College of Pharmacy, University of Oklahoma Health Sciences Center, Oklahoma City, OK, USA.
Department of Dermatology, University of Texas Southwestern Medical Center, Dallas, TX, USA.
Lupus. 2020 Nov;29(13):1691-1703. doi: 10.1177/0961203320951842. Epub 2020 Sep 3.
The purpose of this study was to characterize the impact of cutaneous lupus erythematosus (CLE) in adults and identify the clinical and non-clinical factors associated with quality of life (QoL), using the Revised Wilson and Cleary Model.
101 patients diagnosed with CLE were included in this cross-sectional study. QoL was measured with the Cutaneous Lupus Erythematosus Quality of Life (CLEQoL) scale and disease activity and damage with the Cutaneous Lupus Activity and Severity Index (CLASI). Patient demographics, clinical, and disease characteristics were also collected. Descriptive statistics were calculated, and multiple regression was employed to determine significant (p < 0.05) predictors of overall QoL. Data were analyzed using SPSS v24.

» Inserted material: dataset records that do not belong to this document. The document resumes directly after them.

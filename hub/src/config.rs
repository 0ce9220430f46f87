//! Hub Configuration
//!
//! Configuration structures for the registry, health monitor, metrics
//! recorder, delegation orchestrator and discovery cache. Loaded from TOML;
//! every duration is written in seconds (fractions allowed).

use anyhow::Context;
use serde::{Deserialize, Serialize};
use std::fs;
use std::path::{Path, PathBuf};
use std::time::Duration;

use crate::error::{HubError, Result};

/// Default location of the hub configuration file
pub const DEFAULT_CONFIG_PATH: &str = ".subagent-hub/config.toml";

/// Top-level hub configuration
#[derive(Debug, Clone, Default, PartialEq, Serialize, Deserialize)]
#[serde(default)]
pub struct HubConfig {
    /// Registration table settings
    pub registry: RegistryConfig,

    /// Health monitor settings
    pub health: HealthConfig,

    /// Rolling metrics settings
    pub metrics: MetricsConfig,

    /// Delegation settings
    pub delegation: DelegationConfig,

    /// Discovery cache settings
    pub discovery: DiscoveryConfig,
}

/// Registration table configuration
#[derive(Debug, Clone, PartialEq, Serialize, Deserialize)]
#[serde(default)]
pub struct RegistryConfig {
    /// Load (0-100) above which an executor is considered busy and is not routed to
    pub max_load_threshold: f64,

    /// Health check interval assigned to new registrations
    #[serde(with = "duration_secs")]
    pub default_health_check_interval: Duration,

    /// In-flight ceiling for executors that declare none
    pub default_max_concurrent_tasks: usize,
}

impl Default for RegistryConfig {
    fn default() -> Self {
        Self {
            max_load_threshold: 80.0,
            default_health_check_interval: Duration::from_secs(30),
            default_max_concurrent_tasks: 1,
        }
    }
}

/// Health monitor configuration
#[derive(Debug, Clone, PartialEq, Serialize, Deserialize)]
#[serde(default)]
pub struct HealthConfig {
    /// Scheduler tick
    #[serde(with = "duration_secs")]
    pub tick_interval: Duration,

    /// Probes running longer than this count as unhealthy
    #[serde(with = "duration_secs")]
    pub probe_timeout: Duration,
}

impl Default for HealthConfig {
    fn default() -> Self {
        Self {
            tick_interval: Duration::from_secs(10),
            probe_timeout: Duration::from_secs(5),
        }
    }
}

/// Rolling metrics configuration
#[derive(Debug, Clone, PartialEq, Serialize, Deserialize)]
#[serde(default)]
pub struct MetricsConfig {
    /// Weight of the newest sample in the exponential smoothing (0 < w <= 1)
    pub smoothing_factor: f64,
}

impl Default for MetricsConfig {
    fn default() -> Self {
        Self {
            smoothing_factor: 0.1,
        }
    }
}

/// Delegation configuration
#[derive(Debug, Clone, PartialEq, Serialize, Deserialize)]
#[serde(default)]
pub struct DelegationConfig {
    /// Preempt executions that exceed the request timeout
    pub enforce_timeouts: bool,

    /// Timeout given to requests built with `SubagentHub::request`
    #[serde(with = "duration_secs")]
    pub default_timeout: Duration,
}

impl Default for DelegationConfig {
    fn default() -> Self {
        Self {
            enforce_timeouts: true,
            default_timeout: Duration::from_secs(300),
        }
    }
}

/// Discovery cache configuration
#[derive(Debug, Clone, PartialEq, Serialize, Deserialize)]
#[serde(default)]
pub struct DiscoveryConfig {
    /// Fraction of a source's refresh interval during which its entry is fresh
    pub freshness_ratio: f64,

    /// Refresh interval for sources that do not set their own
    #[serde(with = "duration_secs")]
    pub default_refresh_interval: Duration,

    /// Providers running longer than this count as failed
    #[serde(with = "duration_secs")]
    pub provider_timeout: Duration,
}

impl Default for DiscoveryConfig {
    fn default() -> Self {
        Self {
            freshness_ratio: 0.8,
            default_refresh_interval: Duration::from_secs(300),
            provider_timeout: Duration::from_secs(30),
        }
    }
}

impl HubConfig {
    /// Load configuration from the default path, falling back to defaults
    pub fn load() -> Result<Self> {
        let path = PathBuf::from(DEFAULT_CONFIG_PATH);
        if path.exists() {
            return Self::load_from_path(&path);
        }

        Ok(Self::default())
    }

    /// Load and validate configuration from a specific path
    pub fn load_from_path(path: &Path) -> Result<Self> {
        let content = fs::read_to_string(path)
            .with_context(|| format!("Failed to read config from {}", path.display()))?;

        let config = Self::from_toml(&content).map_err(|e| match e {
            HubError::Config(message) => HubError::Config(format!("{}: {}", path.display(), message)),
            other => other,
        })?;

        Ok(config)
    }

    /// Parse and validate configuration from TOML text
    pub fn from_toml(content: &str) -> Result<Self> {
        let config: Self = toml::from_str(content)
            .map_err(|e| HubError::Config(format!("Failed to parse config: {}", e)))?;
        config.validate()?;
        Ok(config)
    }

    /// Render the configuration as TOML
    pub fn to_toml(&self) -> Result<String> {
        toml::to_string_pretty(self)
            .map_err(|e| HubError::Config(format!("Failed to serialize config: {}", e)))
    }

    /// Reject out-of-range values
    pub fn validate(&self) -> Result<()> {
        if !(0.0..=100.0).contains(&self.registry.max_load_threshold) {
            return Err(HubError::Config(
                "registry.max_load_threshold must be between 0 and 100".to_string(),
            ));
        }

        if self.registry.default_max_concurrent_tasks == 0 {
            return Err(HubError::Config(
                "registry.default_max_concurrent_tasks must be > 0".to_string(),
            ));
        }

        if self.registry.default_health_check_interval.is_zero()
            || self.health.tick_interval.is_zero()
        {
            return Err(HubError::Config(
                "health check intervals must be > 0".to_string(),
            ));
        }

        if self.health.probe_timeout.is_zero() {
            return Err(HubError::Config(
                "health.probe_timeout must be > 0".to_string(),
            ));
        }

        let w = self.metrics.smoothing_factor;
        if !(w > 0.0 && w <= 1.0) {
            return Err(HubError::Config(
                "metrics.smoothing_factor must be in (0, 1]".to_string(),
            ));
        }

        let ratio = self.discovery.freshness_ratio;
        if !(ratio > 0.0 && ratio <= 1.0) {
            return Err(HubError::Config(
                "discovery.freshness_ratio must be in (0, 1]".to_string(),
            ));
        }

        if self.discovery.default_refresh_interval.is_zero() {
            return Err(HubError::Config(
                "discovery.default_refresh_interval must be > 0".to_string(),
            ));
        }

        if self.discovery.provider_timeout.is_zero() {
            return Err(HubError::Config(
                "discovery.provider_timeout must be > 0".to_string(),
            ));
        }

        Ok(())
    }
}

/// Serde adapter writing a `Duration` as (fractional) seconds
mod duration_secs {
    use serde::{Deserialize, Deserializer, Serializer};
    use std::time::Duration;

    pub fn serialize<S: Serializer>(value: &Duration, serializer: S) -> Result<S::Ok, S::Error> {
        serializer.serialize_f64(value.as_secs_f64())
    }

    pub fn deserialize<'de, D: Deserializer<'de>>(deserializer: D) -> Result<Duration, D::Error> {
        let secs = f64::deserialize(deserializer)?;
        Duration::try_from_secs_f64(secs).map_err(serde::de::Error::custom)
    }
}

#[cfg(test)]
mod tests {
    use super::*;

    #[test]
    fn test_default_config_is_valid() {
        let config = HubConfig::default();
        assert!(config.validate().is_ok());
        assert_eq!(config.registry.max_load_threshold, 80.0);
        assert_eq!(config.health.tick_interval, Duration::from_secs(10));
        assert_eq!(config.metrics.smoothing_factor, 0.1);
        assert_eq!(config.discovery.freshness_ratio, 0.8);
    }

    #[test]
    fn test_partial_toml_uses_defaults() {
        let config = HubConfig::from_toml(
            r#"
            [health]
            tick_interval = 2.5

            [delegation]
            enforce_timeouts = false
            "#,
        )
        .unwrap();

        assert_eq!(config.health.tick_interval, Duration::from_millis(2500));
        assert_eq!(config.health.probe_timeout, Duration::from_secs(5));
        assert!(!config.delegation.enforce_timeouts);
        assert_eq!(config.registry, RegistryConfig::default());
    }

    #[test]
    fn test_invalid_values_rejected() {
        let result = HubConfig::from_toml("[metrics]\nsmoothing_factor = 1.5\n");
        assert!(matches!(result, Err(HubError::Config(_))));

        let result = HubConfig::from_toml("[registry]\nmax_load_threshold = 120.0\n");
        assert!(matches!(result, Err(HubError::Config(_))));
    }

    #[test]
    fn test_toml_roundtrip_and_file_loading() {
        let dir = tempfile::tempdir().unwrap();
        let path = dir.path().join("config.toml");

        let mut config = HubConfig::default();
        config.registry.default_max_concurrent_tasks = 4;
        fs::write(&path, config.to_toml().unwrap()).unwrap();

        let loaded = HubConfig::load_from_path(&path).unwrap();
        assert_eq!(loaded, config);
    }

    #[test]
    fn test_zero_timeouts_rejected() {
        let result = HubConfig::from_toml("[health]\nprobe_timeout = 0\n");
        assert!(matches!(result, Err(HubError::Config(ref m)) if m.contains("probe_timeout")));

        let result = HubConfig::from_toml("[discovery]\nprovider_timeout = 0.0\n");
        assert!(matches!(result, Err(HubError::Config(_))));
    }

    #[test]
    fn test_file_errors_name_the_file_once() {
        let dir = tempfile::tempdir().unwrap();
        let path = dir.path().join("hub.toml");
        fs::write(&path, "[metrics]\nsmoothing_factor = 2.0\n").unwrap();

        let message = HubConfig::load_from_path(&path).unwrap_err().to_string();

        assert!(message.contains("hub.toml"));
        assert!(message.contains("smoothing_factor"));
        assert_eq!(message.matches("Configuration error").count(), 1);
    }

    #[test]
    fn test_missing_file_is_an_error() {
        let result = HubConfig::load_from_path(Path::new("/nonexistent/hub.toml"));
        assert!(result.is_err());
    }
}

The overall regression QoL model was significantly different from zero, (F = 24.96; df = 14, 76; p = <0.001). Disease activity (β = 0.13), pain (β = 0.13), fatigue (β = 0.24), body image (β = 0.62), and side effects (β = -0.13) were significant predictors of overall QoL while controlling for other predictor variables. Patients who experienced higher levels of disease activity, fatigue severity, pain levels, and greater degree of body dissatisfaction had significantly poorer QoL. Fewer side effects experienced from CLE medications were significantly associated with higher QoL.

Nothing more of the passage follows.